Attackers have been abusing the SSO bypass vulnerability to create administrator accounts on other Fortinet customers’ systems for persistence – launching the attacks from a pair of their own FortiCloud accounts.

CVE-2026-24858: What, what the…?

Fortinet admitted in a January 27 security advisory that the vulnerability, allocated CVE-2026-24858, was an “unauthenticated bypass of SSO login authentication” – it said it had only seen exploitation of FortiCloud SSO [but] the “issue is applicable to all [Fortinet] SAML SSO implementations.” 

That means an attacker could bypass authentication for FortiOS, FortiWeb, FortiProxy, and FortiSwitch Manager devices to login and run code. 

Fortinet describes FortiCloud as its “platform for delivering security and security management services.” FortiCloud SSO is not enabled by default. 

But Fortinet said in its security advisory that when a device is registered with EXPLAiner FortiCare it automatically turns on and remains on, unless manually disabled afterward.

Security firm Arctic Wolf said on January 21 it had seen attacks since at least January 15, with the attackers creating “generic accounts intended for persistence” and making “configuration changes granting VPN access to those accounts, as well as exfiltration of firewall configurations…”

The vulnerability comes weeks after Fortinet fixed a brace of other FortiCloud SSO bypass bugs: CVE-2025-59718 and CVE-2025-59719 (which its internal product security team spotted). Exploitation comes, seemingly, after an attacker promptly spotted an exploitable bypass of those fixes. 
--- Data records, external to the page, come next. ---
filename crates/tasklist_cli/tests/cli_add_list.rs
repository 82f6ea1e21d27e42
use std::path::{Path, PathBuf};
use std::process::{Command, Output};
use std::time::{SystemTime, UNIX_EPOCH};

fn temp_path(file_name: &str) -> PathBuf {
    let nanos = SystemTime::now()
        .duration_since(UNIX_EPOCH)
        .unwrap()
        .as_nanos();
    std::env::temp_dir().join(format!("tasklist-{nanos}-{file_name}"))
}

fn run(store_path: &Path, args: &[&str]) -> Output {
    Command::new(env!("CARGO_BIN_EXE_tasklist"))
        .args(args)
        .env("TASKLIST_STORE_PATH", store_path)
        .env("TASKLIST_CONFIG_PATH", store_path.with_extension("config.json"))
        .env("TASKLIST_DISABLE_NOTIFICATIONS", "1")
        .env_remove("TASKLIST_LOG")
        .output()
        .expect("failed to run tasklist")
}

fn list_json(store_path: &Path, filter: &str) -> Vec<serde_json::Value> {
    let output = run(store_path, &["list", "--filter", filter, "--json"]);
    assert!(output.status.success());
    serde_json::from_slice::<serde_json::Value>(&output.stdout)
        .expect("list output is JSON")
        .as_array()
        .cloned()
        .expect("list output is an array")
}

#[test]
fn add_then_list_orders_by_priority_and_deadline() {
    let store_path = temp_path("cli-add-list.json");

    let added = run(
        &store_path,
        &["add", "Write report", "-p", "high", "--due", "2099-03-01", "--at", "09:30"],
    );
    assert!(added.status.success());
    assert!(String::from_utf8_lossy(&added.stdout).contains("Added task 1: Write report"));

    assert!(run(&store_path, &["add", "Buy milk", "-p", "low"]).status.success());
    assert!(
        run(&store_path, &["add", "Call bank", "-p", "high", "--due", "2099-01-15"])
            .status
            .success()
    );

    let tasks = list_json(&store_path, "all");
    let on_disk = std::fs::read_to_string(&store_path).unwrap();
    std::fs::remove_file(&store_path).ok();

    let titles: Vec<&str> = tasks
        .iter()
        .map(|task| task["title"].as_str().unwrap())
        .collect();
    assert_eq!(titles, ["Call bank", "Write report", "Buy milk"]);
    assert_eq!(tasks[0]["deadline"], "2099-01-15 23:59");
    assert_eq!(tasks[1]["deadline"], "2099-03-01 09:30");
    assert_eq!(tasks[2]["deadline"], serde_json::Value::Null);

    let stored: serde_json::Value = serde_json::from_str(&on_disk).unwrap();
    assert_eq!(stored[0]["deadline"], "2099-03-01");
    assert_eq!(stored[0]["deadline_time"], "09:30:00");
    assert_eq!(stored[0]["priority"], "High");
}

#[test]
fn add_rejects_empty_title_and_past_deadline() {
    let store_path = temp_path("cli-add-invalid.json");

    let blank = run(&store_path, &["add", "   "]);
    let past = run(&store_path, &["add", "Old", "--due", "2000-01-01"]);
    let exists = store_path.exists();
    std::fs::remove_file(&store_path).ok();

    assert!(!blank.status.success());
    assert!(String::from_utf8_lossy(&blank.stderr).contains("validation_error - title is required"));
    assert!(!past.status.success());
    assert!(String::from_utf8_lossy(&past.stderr).contains("deadline must be in the future"));
    assert!(!exists);
}

#[test]
fn list_filters_by_kind() {
    let store_path = temp_path("cli-list-filter.json");
    let content = serde_json::json!([
        { "title": "late", "priority": "Low", "deadline": "2001-01-01" },
        { "title": "finished", "priority": "High", "completed": true },
        { "title": "later", "priority": "High", "deadline": "2099-01-01" }
    ]);
    std::fs::write(&store_path, content.to_string()).unwrap();

    let overdue = list_json(&store_path, "overdue");
    let high = list_json(&store_path, "high");
    let completed = list_json(&store_path, "completed");
    let plain = run(&store_path, &["list"]);
    let unknown = run(&store_path, &["list", "--filter", "someday"]);
    std::fs::remove_file(&store_path).ok();

    assert_eq!(overdue.len(), 1);
    assert_eq!(overdue[0]["title"], "late");
    assert_eq!(overdue[0]["overdue"], true);
    assert_eq!(high.len(), 2);
    assert_eq!(completed.len(), 1);
    assert_eq!(completed[0]["title"], "finished");

    assert!(plain.status.success());
    let stdout = String::from_utf8_lossy(&plain.stdout);
    assert!(stdout.contains("1 Overdue Task(s)"));
    assert!(stdout.contains("OVERDUE"));

    assert!(!unknown.status.success());
    assert!(String::from_utf8_lossy(&unknown.stderr).contains("unknown filter 'someday'"));
}
use crate::error::AppError;
use crate::model::Priority;
use crate::notify::{Notifier, REMINDER_SUMMARY, reminder_body};
use crate::reminder::Reminder;
use notify_rust::{Notification, Urgency};

pub struct LinuxNotifier;

impl Notifier for LinuxNotifier {
    fn remind(&self, reminder: &Reminder) -> Result<(), AppError> {
        let urgency = match reminder.priority {
            Priority::High => Urgency::Critical,
            Priority::Medium | Priority::Low => Urgency::Normal,
        };

        Notification::new()
            .summary(REMINDER_SUMMARY)
            .body(&reminder_body(reminder))
            .urgency(urgency)
            .show()
            .map_err(|err| AppError::io(err.to_string()))?;
        Ok(())
    }
}
pub mod json_store;

pub use json_store::{JsonStore, store_path};
use crate::error::AppError;
use crate::notify::{Notifier, REMINDER_SUMMARY};
use crate::reminder::Reminder;
use tauri_winrt_notification::Toast;

pub struct WindowsNotifier;

impl Notifier for WindowsNotifier {
    fn remind(&self, reminder: &Reminder) -> Result<(), AppError> {
        let details = format!(
            "Deadline: {}  Priority: {}",
            reminder.deadline_label(),
            reminder.priority.label()
        );

        Toast::new(Toast::POWERSHELL_APP_ID)
            .title(REMINDER_SUMMARY)
            .text1(&reminder.title)
            .text2(&details)
            .show()
            .map_err(|err| AppError::io(err.to_string()))?;
        Ok(())
    }
}
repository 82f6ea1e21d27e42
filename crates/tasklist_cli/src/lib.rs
pub mod cli;
pub mod render;
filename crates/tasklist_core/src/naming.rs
/// Folds a user-typed name into a lookup key: ASCII words lowercased and
/// joined by `_`, so `High Priority`, `high-priority` and `HIGH_priority`
/// all become `high_priority`. `None` when no word is left.
pub fn canonical_key(raw: &str) -> Option<String> {
    let key = raw
        .split(|ch: char| !ch.is_ascii_alphanumeric())
        .filter(|word| !word.is_empty())
        .map(str::to_ascii_lowercase)
        .collect::<Vec<_>>()
        .join("_");

    (!key.is_empty()).then_some(key)
}
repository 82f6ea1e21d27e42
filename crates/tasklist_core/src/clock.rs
use time::{OffsetDateTime, PrimitiveDateTime, UtcOffset};

/// Local wall-clock time without an offset.
///
/// Deadlines are stored as naive local date/time pairs, so every comparison
/// against them happens in this frame. Falls back to UTC when the local offset
/// cannot be determined (e.g. multi-threaded processes on some Unix targets).
pub fn local_now() -> PrimitiveDateTime {
    let offset = UtcOffset::current_local_offset().unwrap_or(UtcOffset::UTC);
    let now = OffsetDateTime::now_utc().to_offset(offset);
    PrimitiveDateTime::new(now.date(), now.time())
}

pub fn local_offset() -> UtcOffset {
    UtcOffset::current_local_offset().unwrap_or(UtcOffset::UTC)
}
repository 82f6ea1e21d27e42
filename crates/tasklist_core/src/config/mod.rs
use crate::error::AppError;
use crate::naming::canonical_key;
use log::warn;
use serde::{Deserialize, Serialize};
use std::path::{Path, PathBuf};

const APP_DIR_NAME: &str = "tasklist";
const CONFIG_FILE_NAME: &str = "config.json";
const CONFIG_ENV_VAR: &str = "TASKLIST_CONFIG_PATH";

const RESET: &str = "\x1b[0m";

/// How a row of the task table is coloured.
#[derive(Debug, Clone, Copy, PartialEq, Eq)]
pub enum RowStyle {
    Plain,
    Overdue,
    Completed,
}

/// ANSI colours per [`RowStyle`]. The default theme is uncoloured.
#[derive(Debug, Clone, PartialEq, Eq)]
pub struct Palette {
    overdue: &'static str,
    completed: &'static str,
}

impl Palette {
    pub const PLAIN: Palette = Palette {
        overdue: "",
        completed: "",
    };

    pub fn paint(&self, style: RowStyle, text: &str) -> String {
        let colour = match style {
            RowStyle::Plain => "",
            RowStyle::Overdue => self.overdue,
            RowStyle::Completed => self.completed,
        };
        if colour.is_empty() {
            text.to_string()
        } else {
            format!("{colour}{text}{RESET}")
        }
    }
}

pub fn palette_for_theme(theme: Option<&str>) -> Palette {
    match theme.map(canonical_theme_name).as_deref() {
        Some("noir") => Palette {
            overdue: "\x1b[38;5;208m",
            completed: "\x1b[38;5;244m",
        },
        Some("solarized") => Palette {
            overdue: "\x1b[38;5;160m",
            completed: "\x1b[38;5;245m",
        },
        _ => Palette::PLAIN,
    }
}

/// Canonical theme key with aliases such as `Dark Mode` resolved. Blank
/// names resolve to `default`.
pub fn canonical_theme_name(raw: &str) -> String {
    match canonical_key(raw).as_deref() {
        None | Some("vanilla" | "light") => "default".to_string(),
        Some("dark" | "dark_mode" | "darkmode") => "noir".to_string(),
        Some(other) => other.to_string(),
    }
}

/// Settings read from `config.json`. Every field is optional in the file.
#[derive(Debug, Clone, PartialEq, Eq, Serialize, Deserialize)]
pub struct Config {
    #[serde(default)]
    pub theme: Option<String>,
    #[serde(default)]
    pub store_path: Option<String>,
    #[serde(default = "notifications_default")]
    pub notifications: bool,
    #[serde(default)]
    pub log_level: Option<String>,
}

fn notifications_default() -> bool {
    true
}

impl Default for Config {
    fn default() -> Self {
        Self {
            theme: None,
            store_path: None,
            notifications: notifications_default(),
            log_level: None,
        }
    }
}

/// Outcome of reading the config file. On failure `config` holds the
/// defaults and `error` says why.
#[derive(Debug, Clone)]
pub struct ConfigLoad {
    pub config: Config,
    pub error: Option<AppError>,
}

impl ConfigLoad {
    fn defaults(error: Option<AppError>) -> Self {
        Self {
            config: Config::default(),
            error,
        }
    }
}

/// Values given on the command line; `None` keeps the file's value.
#[derive(Debug, Default, Clone, PartialEq, Eq)]
pub struct ConfigOverrides {
    pub theme: Option<String>,
    pub store_path: Option<String>,
    pub notifications: Option<bool>,
    pub log_level: Option<String>,
}

/// Per-user directory holding the config and the default task file.
pub fn app_dir() -> Result<PathBuf, AppError> {
    let (var, base) = if cfg!(windows) {
        ("APPDATA", None)
    } else {
        ("HOME", Some(".config"))
    };
    let root = std::env::var(var).map_err(|_| AppError::io(format!("{var} is not set")))?;

    let mut dir = PathBuf::from(root);
    if let Some(base) = base {
        dir.push(base);
    }
    dir.push(APP_DIR_NAME);
    Ok(dir)
}

pub fn config_path() -> Result<PathBuf, AppError> {
    match std::env::var(CONFIG_ENV_VAR) {
        Ok(path) if !path.trim().is_empty() => Ok(PathBuf::from(path)),
        _ => Ok(app_dir()?.join(CONFIG_FILE_NAME)),
    }
}

/// Reads the config; a missing file is silently the defaults, an unreadable
/// one is the defaults plus the error.
pub fn load_config_with_fallback() -> ConfigLoad {
    match config_path() {
        Ok(path) => load_config_with_fallback_from_path(&path),
        Err(err) => ConfigLoad::defaults(Some(err)),
    }
}

fn load_config_with_fallback_from_path(path: &Path) -> ConfigLoad {
    if !path.exists() {
        return ConfigLoad::defaults(None);
    }

    match load_config_from_path(path) {
        Ok(config) => ConfigLoad {
            config,
            error: None,
        },
        Err(err) => {
            warn!("ignoring config {}: {err}", path.display());
            ConfigLoad::defaults(Some(err))
        }
    }
}

fn load_config_from_path(path: &Path) -> Result<Config, AppError> {
    let raw = std::fs::read_to_string(path)
        .map_err(|err| AppError::io(format!("{}: {}", path.display(), err)))?;
    let mut config = serde_json::from_str::<Config>(&raw)
        .map_err(|err| AppError::parse(format!("invalid JSON in {}: {}", path.display(), err)))?;
    config.theme = config.theme.as_deref().map(canonical_theme_name);
    Ok(config)
}

pub fn merge_overrides(base: &Config, overrides: &ConfigOverrides) -> Config {
    Config {
        theme: overrides
            .theme
            .as_deref()
            .map(canonical_theme_name)
            .or_else(|| base.theme.clone()),
        store_path: overrides
            .store_path
            .clone()
            .or_else(|| base.store_path.clone()),
        notifications: overrides.notifications.unwrap_or(base.notifications),
        log_level: overrides
            .log_level
            .clone()
            .or_else(|| base.log_level.clone()),
    }
}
The news will infuriate CISOs already deeply frustrated with the risk being introduced to their systems by software and hardware procured to secure them – not expose them to attack. (The Stack is aware of one CISO in one of the world’s largest institutions whose team is proactively investigating the code quality in regularly exploited appliances like Fortinet and Ivanti… Analysis by Eclypsium of an Ivanti system back in 2024 revealed it was built on massively outdated software with over 900 CVEs in its codebase.)

Fortinet briefly completely disabled SSO for all customers, before removing the malicious tenants and pushing an initial fix.

It’s shared a handful of IOCs here.

"If IOCs are identified in the system, Fortinet recommends treating the system and configuration as compromised and taking the following cleanup actions:

  • Ensure your device is running the latest firmware version. It is recommended to run the latest release (7.6) where possible to take advantage of the latest security features.
  • Restore your configuration with a known clean version or audit for any unauthorized changes. Pay particular attention to unexpected administrators or VPN configuration or accounts.
  • Treat configuration as compromised and follow the guidance below to rotate credentials, including any LDAP/AD accounts that may be connected to the FortiGate devices.

CISA has added nine Fortinet vulnerabilities to its “known exploited catalog” KEV over the past 12 months alone. (Over the same period it’s added seven known-exploited Ivanti vulnerabilities, five Citrix vulnerabilities, five SonicWall vulnerabilities, and two Palo Alto Network vulnerabilities.)